Theater News

His Heart on His Sleeve

Michael Portantiere reviews the original cast recording of Listen to My Heart: The Songs of David Friedman.

We’ve just come to the end of a crazily busy fall theater season in New York City. I did some checking and found that TheaterMania reviewed 89 shows between Labor Day and December 21, the first day of winter — and though we try to be comprehensive in our coverage, that certainly doesn’t represent every single production that opened during those weeks and months. While this extraordinary level of activity is good in many ways, it’s bad in that some fine shows naturally got lost in the shuffle in terms of public awareness and patronage.

Among the most worthy of these was Listen to My Heart: The Songs of David Friedman, which had an all-too-brief run Upstairs at Studio 54. Happily, the show has yielded a terrific “live” cast album that will bring great pleasure to those who saw the production as well as those who missed it. (Full disclosure: I socialized with David Friedman on a couple of occasions about 10 years ago when I met him through mutual friends.)

As presented on stage and in this 2-CD set, Listen to My Heart demonstrates that Friedman’s range as a composer and lyricist is much greater than he’s often given credit for. His best-known songs were popularized by two late, great singers, Laurie Beechman and Nancy LaMott, and most of them fall into two general categories: life-affirming anthems and heart-on-the sleeve love ballads. Some of Friedman’s lyrics can, indeed, be difficult for the more jaded and cynical among us to take. For example:

When I first met you
I knew that you were the one for me.
I didn’t know how to tell you
But I knew how it would be.
We’d live in a house on a hill
And spend our days making love.
I didn’t know how to get there
All I knew was what I was dreamin’ of.

That sort of expression may threaten to cross the line between sentiment and sentimentality, but Friedman’s utter sincerity keeps his songs honest. I’ve always thought that it would be fun to do a comedy sketch about a composer who specializes in warm, fuzzy love ballads and songs of moral uplift but turns out to be a mean, bitter son of a bitch; David Friedman could never play the lead in such a sketch, however, because he’s the antithesis of those things. And his heart-on-the-sleeve approach to songwriting is balanced by his intelligence and talent, as in the following lines from “We Can Be Kind”:

So many things we can’t control,
So many hurts that happen every day,
So many heartaches that pierce the soul,
So much pain that won’t ever go away.
How do we make it better?
How do we make it through?
What can we do when there’s nothing we can do?

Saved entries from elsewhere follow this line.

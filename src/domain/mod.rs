pub mod token;
pub mod user;

pub use token::{
    short_symbol, ChainInfo, MarketQuote, TokenSnapshot, TrackedToken, TrackedTokenIndex,
};
pub use user::{parse_instant, ChainTokens, Tier, Tracking, User, UserId};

There’s a lot of subtle skill in this excerpt, and the question contained in the final line is really quite profound when you think about it.

As noted above, the great revelation of Listen to My Heart is Friedman’s ability to write in a number of styles and idioms; I thought I had a fairly comprehensive grasp of the man’s work before this show and its cast recording came along, but I was wrong. For example, “Live it Up” is a peppy, catchy, and funny up-tune that’s very different from anything else on the CD. Two country-inflected numbers, the witty “If You Love Me, Please Don’t Feed Me” (written in collaboration with Robin Boudreau and Scott Barnes) and the heartfelt “My White Night” (not to be confused with the song of the same title from The Music Man), are standouts. And given that so many of Friedman’s songs mark him as a paragon of positive thinking, one of the most startling selections in Listen to My Heart is “Catch Me,” a heartbreaking plea for help from a person on the brink of suicide.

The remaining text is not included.